--- SUPPLIED DATA Enclosed Below ---

//! CNAME chain walking.

use std::collections::HashMap;
use std::sync::Arc;
use std::time::{Duration, Instant};

use serde::Serialize;

use crate::batch::{BatchConfig, BatchProcessor};
use crate::config::{CNAME_CONCURRENCY, CNAME_MAX_DEPTH, CNAME_TIMEOUT_MS, SLOW_TRACE_THRESHOLD_MS};
use crate::dns::{DnsBackend, DnsResolver, RecordType};
use crate::error_handling::{ErrorType, LookupError, ProcessingStats};

/// Options for a single trace.
#[derive(Debug, Clone, PartialEq, Eq)]
pub struct TraceOptions {
    /// Maximum chain length, the start name included. Values below 1 act as 1.
    pub max_depth: usize,
    /// Timeout for each CNAME lookup, not for the whole walk.
    pub timeout: Duration,
    /// When false, only the first hop is resolved.
    pub follow_to_end: bool,
}

impl Default for TraceOptions {
    fn default() -> Self {
        Self {
            max_depth: CNAME_MAX_DEPTH,
            timeout: Duration::from_millis(CNAME_TIMEOUT_MS),
            follow_to_end: true,
        }
    }
}

/// Options for [`CnameChainTracer::trace_multiple`].
#[derive(Debug, Clone, PartialEq, Eq)]
pub struct MultiTraceOptions {
    pub trace: TraceOptions,
    /// Chains traced at once.
    pub concurrency: usize,
}

impl Default for MultiTraceOptions {
    fn default() -> Self {
        Self {
            trace: TraceOptions::default(),
            concurrency: CNAME_CONCURRENCY,
        }
    }
}

/// Why a walk stopped.
#[derive(Debug, Clone, PartialEq, Eq, Serialize)]
#[serde(tag = "reason", rename_all = "snake_case")]
pub enum ChainTermination {
    /// The last name has no CNAME.
    NoAlias,
    LoopDetected,
    MaxDepthReached,
    /// `follow_to_end` was off and one hop was resolved.
    SingleStep,
    /// A lookup failed (NXDOMAIN, transport error, invalid name).
    LookupFailed { message: String },
    TimedOut,
}

/// Outcome of tracing one name.
///
/// `has_loop` implies `final_target == None`. `chain` never holds more than
/// `max_depth` names and never holds the same name twice.
#[derive(Debug, Clone, PartialEq, Serialize)]
pub struct CnameChainResult {
    pub chain: Vec<String>,
    pub final_target: Option<String>,
    pub has_loop: bool,
    pub max_depth_reached: bool,
    pub resolution_time_ms: f64,
    pub termination: ChainTermination,
}

impl CnameChainResult {
    /// Number of names in the chain.
    pub fn depth(&self) -> usize {
        self.chain.len()
    }

    /// Whether the walk stopped because the first lookup itself failed.
    pub fn first_step_failed(&self) -> bool {
        self.chain.len() == 1
            && matches!(
                self.termination,
                ChainTermination::LookupFailed { .. } | ChainTermination::TimedOut
            )
    }

    /// Whether the walk never left the start name, either because it has no
    /// CNAME or because its first lookup failed.
    pub fn ended_at_start(&self) -> bool {
        self.chain.len() == 1
            && matches!(
                self.termination,
                ChainTermination::NoAlias
                    | ChainTermination::LookupFailed { .. }
                    | ChainTermination::TimedOut
            )
    }
}

/// One CNAME hop.
enum Hop {
    Target(String),
    NoAlias,
    Failed(LookupError),
    TimedOut,
}

/// Follows CNAME records from a name to its canonical target.
pub struct CnameChainTracer<B> {
    backend: Arc<B>,
    stats: Option<Arc<ProcessingStats>>,
}

impl<B: DnsBackend> CnameChainTracer<B> {
    pub fn new(backend: Arc<B>) -> Self {
        Self {
            backend,
            stats: None,
        }
    }

    /// A tracer sharing `resolver`'s backend.
    pub fn from_resolver(resolver: &DnsResolver<B>) -> Self {
        Self::new(Arc::clone(resolver.backend()))
    }

    /// Counts loops, depth caps and failed hops in `stats`.
    pub fn with_stats(mut self, stats: Arc<ProcessingStats>) -> Self {
        self.stats = Some(stats);
        self
    }

    /// Walks the CNAME chain starting at `domain`.
    ///
    /// Names are lower-cased and stripped of the trailing dot before
    /// comparison, so `WWW.Example.COM.` and `www.example.com` are the same
    /// node. Lookup failures end the walk; they are reported through
    /// [`CnameChainResult::termination`], never as an error.
    pub async fn trace(&self, domain: &str, options: &TraceOptions) -> CnameChainResult {
        let start = Instant::now();
        let max_depth = options.max_depth.max(1);
        let mut chain = vec![normalize_name(domain)];
        let mut final_target: Option<String> = None;
        let mut has_loop = false;
        let mut max_depth_reached = false;

        let termination = loop {
            let Some(current) = chain.last() else {
                break ChainTermination::NoAlias;
            };
            let target = match self.resolve_hop(current, options.timeout).await {
                Hop::Target(target) => target,
                Hop::NoAlias => break ChainTermination::NoAlias,
                Hop::TimedOut => {
                    self.count(ErrorType::Timeout);
                    break ChainTermination::TimedOut;
                }
                Hop::Failed(e) => {
                    self.count(e.error_type());
                    break ChainTermination::LookupFailed {
                        message: e.to_string(),
                    };
                }
            };

            if chain.contains(&target) {
                log::warn!("CNAME loop detected: {} -> {}", chain.join(" -> "), target);
                self.count(ErrorType::LoopDetected);
                has_loop = true;
                final_target = None;
                break ChainTermination::LoopDetected;
            }

            if !options.follow_to_end {
                final_target = Some(target);
                break ChainTermination::SingleStep;
            }

            if chain.len() + 1 > max_depth {
                log::debug!(
                    "CNAME chain for {} reached max depth {}",
                    chain[0],
                    max_depth
                );
                self.count(ErrorType::MaxDepthReached);
                max_depth_reached = true;
                final_target = Some(target);
                break ChainTermination::MaxDepthReached;
            }

            final_target = Some(target.clone());
            chain.push(target);
        };

        let resolution_time_ms = start.elapsed().as_secs_f64() * 1000.0;
        if resolution_time_ms > SLOW_TRACE_THRESHOLD_MS {
            log::warn!(
                "Slow CNAME trace for {}: {:.0}ms over {} hops",
                chain[0],
                resolution_time_ms,
                chain.len()
            );
        }

        CnameChainResult {
            chain,
            final_target,
            has_loop,
            max_depth_reached,
            resolution_time_ms,
            termination,
        }
    }

    /// Traces many names with bounded concurrency.
    ///
    /// The map is keyed by the input strings as given. A name without a CNAME,
    /// or whose very first lookup failed or timed out, is reported as its own
    /// final target; `termination` tells the two cases apart.
    pub async fn trace_multiple(
        &self,
        domains: &[String],
        options: &MultiTraceOptions,
    ) -> HashMap<String, CnameChainResult> {
        let config = BatchConfig {
            batch_size: domains.len().max(1),
            concurrency: options.concurrency.max(1),
            retries: 1,
            retry_delay: Duration::ZERO,
        };
        let trace_options = &options.trace;

        let outcome = BatchProcessor::new(config)
            .process(domains.to_vec(), |domain| async move {
                let mut result = self.trace(&domain, trace_options).await;
                if result.ended_at_start() {
                    result.final_target = Some(result.chain[0].clone());
                }
                Ok::<_, anyhow::Error>((domain, result))
            })
            .await;

        log::debug!(
            "Traced {} CNAME chains in {:.0}ms",
            outcome.total_processed,
            outcome.duration_ms()
        );
        outcome.successful.into_iter().collect()
    }

    async fn resolve_hop(&self, name: &str, timeout: Duration) -> Hop {
        match tokio::time::timeout(timeout, self.backend.lookup(name, RecordType::CNAME)).await {
            Err(_) | Ok(Err(LookupError::Timeout(_))) => Hop::TimedOut,
            Ok(Err(LookupError::NoData { .. })) => Hop::NoAlias,
            Ok(Err(e)) => Hop::Failed(e),
            // Only the first of several targets is followed
            Ok(Ok(records)) => match records.into_iter().next() {
                Some(record) => Hop::Target(normalize_name(&record.value)),
                None => Hop::NoAlias,
            },
        }
    }

    fn count(&self, error_type: ErrorType) {
        if let Some(stats) = &self.stats {
            stats.increment_error(error_type);
        }
    }
}

/// Lower-cases and strips surrounding whitespace and the trailing dot.
pub fn normalize_name(name: &str) -> String {
    name.trim().trim_end_matches('.').to_lowercase()
}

--- End of Enclosed SUPPLIED DATA ---

The required answer is each line of the entries containing the string "DnsResolver".

TASK ANSWER:
use crate::dns::{DnsBackend, DnsResolver, RecordType};
    pub fn from_resolver(resolver: &DnsResolver<B>) -> Self {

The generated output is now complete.